Membrane preparation
We have established a number of classical protocols and methods for isolation of rather pure and intact membrane fractions from different types of tissue and cell cultures. Enrichment of specific compartments or organelles can be achieved by high-resolution density gradient centrifugation, free-flow electrophoresis (FFE) or partial solubilisation. Depending on the expression density of the target protein(s) and the purpose of the study, 20 mg to 2 g of tissue or 10
6-10
8 cells may be sufficient.
Solubilisation
Solubilisation from biological membranes is a necessary but critical step for analysis of membrane proteins. Since each protein and membrane environment has its specific biochemical properties, conditions have to be newly optimized for each case. We have established and routinely apply different assays to test for effective but gentle solubilisation:
- Western-based solubilisation screen to optimize efficiency
- Gel screen to investigate protein complex stability and size distribution
- Pulldown-assays to check for preservation of known protein-protein interactions
Using these assays in various projects (membrane proteomics and membrane protein-protein interactions) we have established more than 100 standardized buffers and conditions.

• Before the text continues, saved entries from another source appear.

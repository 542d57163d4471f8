//! Rendering context: VRAM plus palette, shifting, transparency and background state

use std::path::Path;

use log::{debug, error, warn};

use super::error::{allocate, row_offsets, GlError};
use super::palette::Palette;
use super::types::{Color, Pixel, PALETTE_MAX};

/// Destination frame buffer and the color pipeline state applied by blits.
///
/// Pixels drawn into VRAM go through three lookups: the shifting table remaps
/// the source index, the transparency table decides whether the write happens
/// at all, and the palette turns the remapped index into a color.
pub struct Context {
    width: usize,
    height: usize,
    stride: usize,
    vram: Vec<Color>,
    vram_rows: Vec<usize>,
    palette: Palette,
    shifting: [Pixel; PALETTE_MAX],
    transparent: [bool; PALETTE_MAX],
    background: Pixel,
}

/// Read-only view of the lookup tables, borrowed alongside mutable VRAM
pub(super) struct Pipeline<'a> {
    shifting: &'a [Pixel; PALETTE_MAX],
    transparent: &'a [bool; PALETTE_MAX],
    colors: &'a [Color; PALETTE_MAX],
}

impl Pipeline<'_> {
    /// Color to write for a source index, `None` when it's transparent
    #[inline]
    pub fn resolve(&self, pixel: Pixel) -> Option<Color> {
        let index = self.shifting[pixel as usize] as usize;
        if self.transparent[index] {
            None
        } else {
            Some(self.colors[index])
        }
    }

    /// Color of a drawing index: shifted, never transparent
    #[inline]
    pub fn ink(&self, pixel: Pixel) -> Color {
        self.colors[self.shifting[pixel as usize] as usize]
    }
}

/// Mutable view of VRAM rows
pub(super) struct Target<'a> {
    width: usize,
    vram: &'a mut [Color],
    rows: &'a [usize],
}

impl Target<'_> {
    #[inline]
    pub fn row_mut(&mut self, y: usize) -> &mut [Color] {
        let start = self.rows[y];
        &mut self.vram[start..start + self.width]
    }

    pub fn width(&self) -> usize {
        self.width
    }

    pub fn height(&self) -> usize {
        self.rows.len()
    }

    /// Write one pixel, ignored outside VRAM
    #[inline]
    pub fn plot(&mut self, x: i64, y: i64, color: Color) {
        if x >= 0 && y >= 0 && x < self.width as i64 && y < self.height() as i64 {
            self.row_mut(y as usize)[x as usize] = color;
        }
    }

    /// Fill `x0..=x1` on row `y`, clamped to VRAM
    pub fn span(&mut self, y: i64, x0: i64, x1: i64, color: Color) {
        if y < 0 || y >= self.height() as i64 {
            return;
        }
        let lo = x0.max(0);
        let hi = x1.min(self.width as i64 - 1);
        if lo > hi {
            return;
        }
        self.row_mut(y as usize)[lo as usize..=hi as usize].fill(color);
    }
}

fn identity_shifting() -> [Pixel; PALETTE_MAX] {
    std::array::from_fn(|i| i as Pixel)
}

fn default_transparency() -> [bool; PALETTE_MAX] {
    let mut transparent = [false; PALETTE_MAX];
    transparent[0] = true;
    transparent
}

impl Context {
    /// Allocate VRAM and its row table. Shifting starts as identity, only
    /// index 0 is transparent and the palette is a full greyscale ramp.
    pub fn new(width: usize, height: usize) -> Result<Self, GlError> {
        let vram = allocate(width, height, Color::BLACK).map_err(|e| {
            error!("can't allocate VRAM buffer ({}x{})", width, height);
            e
        })?;
        let vram_rows = row_offsets(width, height).map_err(|e| {
            error!("can't allocate VRAM row table ({} rows)", height);
            e
        })?;
        debug!("VRAM allocated ({}x{})", width, height);

        let palette = Palette::greyscale(PALETTE_MAX);
        debug!("calculated greyscale palette of {} entries", palette.count);

        Ok(Self {
            width,
            height,
            stride: width * std::mem::size_of::<Color>(),
            vram,
            vram_rows,
            palette,
            shifting: identity_shifting(),
            transparent: default_transparency(),
            background: 0,
        })
    }

    /// Release VRAM. Dropping the context does the same; this only makes the
    /// end of the lifecycle explicit at call sites.
    pub fn terminate(self) {
        drop(self);
    }

    pub fn width(&self) -> usize {
        self.width
    }

    pub fn height(&self) -> usize {
        self.height
    }

    /// Bytes per VRAM row
    pub fn stride(&self) -> usize {
        self.stride
    }

    pub fn vram(&self) -> &[Color] {
        &self.vram
    }

    /// VRAM row `y`, `None` past the last row
    pub fn row(&self, y: usize) -> Option<&[Color]> {
        let start = *self.vram_rows.get(y)?;
        self.vram.get(start..start + self.width)
    }

    /// Color at `(x, y)`, `None` outside VRAM
    pub fn pixel(&self, x: usize, y: usize) -> Option<Color> {
        self.row(y)?.get(x).copied()
    }

    pub fn palette(&self) -> &Palette {
        &self.palette
    }

    pub fn shifting(&self) -> &[Pixel; PALETTE_MAX] {
        &self.shifting
    }

    pub fn transparency(&self) -> &[bool; PALETTE_MAX] {
        &self.transparent
    }

    pub fn background(&self) -> Pixel {
        self.background
    }

    pub(super) fn split(&mut self) -> (Pipeline<'_>, Target<'_>) {
        (
            Pipeline {
                shifting: &self.shifting,
                transparent: &self.transparent,
                colors: &self.palette.colors,
            },
            Target {
                width: self.width,
                vram: &mut self.vram,
                rows: &self.vram_rows,
            },
        )
    }

    /// Fill VRAM with the background color
    pub fn clear(&mut self) {
        let color = self.palette.colors[self.background as usize];
        self.vram.fill(color);
    }

    /// VRAM as packed RGBA bytes, row-major
    pub fn to_rgba_bytes(&self) -> Vec<u8> {
        self.vram.iter().flat_map(|c| c.to_bytes()).collect()
    }

    /// Write VRAM to a PNG file. Failures are logged and reported as `false`.
    pub fn screenshot<P: AsRef<Path>>(&self, path: P) -> bool {
        let path = path.as_ref();
        let result = image::save_buffer_with_format(
            path,
            &self.to_rgba_bytes(),
            self.width as u32,
            self.height as u32,
            image::ColorType::Rgba8,
            image::ImageFormat::Png,
        );
        match result {
            Ok(()) => true,
            Err(e) => {
                warn!("can't save screenshot to '{}': {}", path.display(), e);
                false
            }
        }
    }

    /// Replace the active palette. Indices already in use are not checked
    /// against the new size.
    pub fn set_palette(&mut self, palette: &Palette) {
        self.palette = palette.clone();
        debug!("palette updated ({} colors)", palette.count);
    }

    /// `None` resets the shifting table to identity. A mapping only patches
    /// the listed `(from, to)` entries and leaves every other entry as it
    /// was, so successive calls accumulate (palette cycling relies on this).
    pub fn set_shifting(&mut self, mapping: Option<&[(Pixel, Pixel)]>) {
        match mapping {
            None => self.shifting = identity_shifting(),
            Some(pairs) => {
                for &(from, to) in pairs {
                    self.shifting[from as usize] = to;
                }
            }
        }
    }

    /// `None` restores the default (only index 0 transparent). A mapping
    /// patches the listed `(index, transparent)` entries only.
    pub fn set_transparency(&mut self, mapping: Option<&[(Pixel, bool)]>) {
        match mapping {
            None => self.transparent = default_transparency(),
            Some(pairs) => {
                for &(index, transparent) in pairs {
                    self.transparent[index as usize] = transparent;
                }
            }
        }
    }

    /// Select the background index used by [`Context::clear`]. Indices past
    /// the palette size are rejected and the previous background kept.
    pub fn set_background(&mut self, index: Pixel) -> Result<(), GlError> {
        if !self.palette.contains(index) {
            warn!("color index #{} not available in current palette", index);
            return Err(GlError::InvalidIndex(index));
        }
        self.background = index;
        Ok(())
    }
}

impl Drop for Context {
    fn drop(&mut self) {
        debug!("context deallocated ({}x{})", self.width, self.height);
    }
}
//! Bounded color palettes
//!
//! A palette holds up to [`PALETTE_MAX`] colors plus the number of entries
//! actually in use. Entries past `count` stay opaque black so lookups through
//! a [`Pixel`] are always in range.

use log::warn;

use super::error::GlError;
use super::types::{Color, Pixel, PALETTE_MAX};

#[derive(Debug, Clone, PartialEq, Eq)]
pub struct Palette {
    pub colors: [Color; PALETTE_MAX],
    pub count: usize,
}

impl Default for Palette {
    fn default() -> Self {
        Self::greyscale(PALETTE_MAX)
    }
}

impl Palette {
    /// Build a palette from a color list, clamping to `PALETTE_MAX` entries
    pub fn from_colors(colors: &[Color]) -> Self {
        let count = if colors.len() > PALETTE_MAX {
            warn!("palette has too many colors ({}), clamping to {}", colors.len(), PALETTE_MAX);
            PALETTE_MAX
        } else {
            colors.len()
        };
        let mut palette = Self {
            colors: [Color::BLACK; PALETTE_MAX],
            count,
        };
        palette.colors[..count].copy_from_slice(&colors[..count]);
        palette
    }

    /// Linear ramp from black to white across `count` entries
    pub fn greyscale(count: usize) -> Self {
        let count = count.min(PALETTE_MAX);
        let mut colors = [Color::BLACK; PALETTE_MAX];
        for (i, color) in colors.iter_mut().enumerate().take(count) {
            let y = if count > 1 { (i * 255 / (count - 1)) as u8 } else { 0 };
            *color = Color::new(y, y, y);
        }
        Self { colors, count }
    }

    /// Parse `AARRGGBB` strings as supplied by scripts
    pub fn from_argb(entries: &[&str]) -> Result<Self, GlError> {
        let colors = entries
            .iter()
            .take(PALETTE_MAX)
            .map(|s| Color::from_argb_hex(s).ok_or_else(|| GlError::InvalidColor(s.to_string())))
            .collect::<Result<Vec<_>, _>>()?;
        if entries.len() > PALETTE_MAX {
            warn!("palette has too many colors ({}), clamping to {}", entries.len(), PALETTE_MAX);
        }
        Ok(Self::from_colors(&colors))
    }

    /// Color at `index`, or `None` past the palette size
    pub fn get(&self, index: Pixel) -> Option<Color> {
        let index = index as usize;
        (index < self.count).then(|| self.colors[index])
    }

    pub fn contains(&self, index: Pixel) -> bool {
        (index as usize) < self.count
    }

    pub fn as_slice(&self) -> &[Color] {
        &self.colors[..self.count]
    }

    /// Index of the closest color (exact matches win immediately)
    pub fn nearest(&self, color: Color) -> Pixel {
        let mut best = 0;
        let mut best_distance = u32::MAX;
        for (i, entry) in self.as_slice().iter().enumerate() {
            let distance = entry.distance_sq(color);
            if distance < best_distance {
                best = i;
                best_distance = distance;
                if distance == 0 {
                    break;
                }
            }
        }
        best as Pixel
    }
}

const PICO_8: [u32; 16] = [
    0x000000, 0x1D2B53, 0x7E2553, 0x008751, 0xAB5236, 0x5F574F, 0xC2C3C7, 0xFFF1E8,
    0xFF004D, 0xFFA300, 0xFFEC27, 0x00E436, 0x29ADFF, 0x83769C, 0xFF77A8, 0xFFCCAA,
];

const GAMEBOY: [u32; 4] = [0x0F380F, 0x306230, 0x8BAC0F, 0x9BBC0F];

const CGA: [u32; 16] = [
    0x000000, 0x0000AA, 0x00AA00, 0x00AAAA, 0xAA0000, 0xAA00AA, 0xAA5500, 0xAAAAAA,
    0x555555, 0x5555FF, 0x55FF55, 0x55FFFF, 0xFF5555, 0xFF55FF, 0xFFFF55, 0xFFFFFF,
];

const PREDEFINED: &[(&str, &[u32])] = &[("pico-8", &PICO_8), ("gameboy", &GAMEBOY), ("cga", &CGA)];

/// Look up one of the built-in palettes by id
pub fn predefined(id: &str) -> Option<Palette> {
    PREDEFINED
        .iter()
        .find(|(name, _)| *name == id)
        .map(|(_, rgbs)| {
            let colors: Vec<Color> = rgbs.iter().map(|&rgb| Color::from_rgb(rgb)).collect();
            Palette::from_colors(&colors)
        })
}

/// Ids of the built-in palettes
pub fn predefined_ids() -> impl Iterator<Item = &'static str> {
    PREDEFINED.iter().map(|(name, _)| *name)
}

These
ComplexioLyte buffers can be used for affinity purification of membrane protein complexes, native and denaturing isoelectric focusing, native gel electrophoresis and fractionation of membrane proteins for proteomic analysis. An overview of available buffers and applications is given in the
products section.
Affinity purification
We have developed proprietary methods that allow antibody-based affinity purification of protein complexes from solubilised native membranes. These methods work matrix-free, e.g. purification is carried out in solution, is in equilibrium (allowing capture of low-affinity binding partners) and has a low non-specific background. We have developed this further as PMAP (parallel micro affinity purification) technology that allows parallel purification of many different proteins or protein complexes from less than 2 ml of solubilisate in one experiment.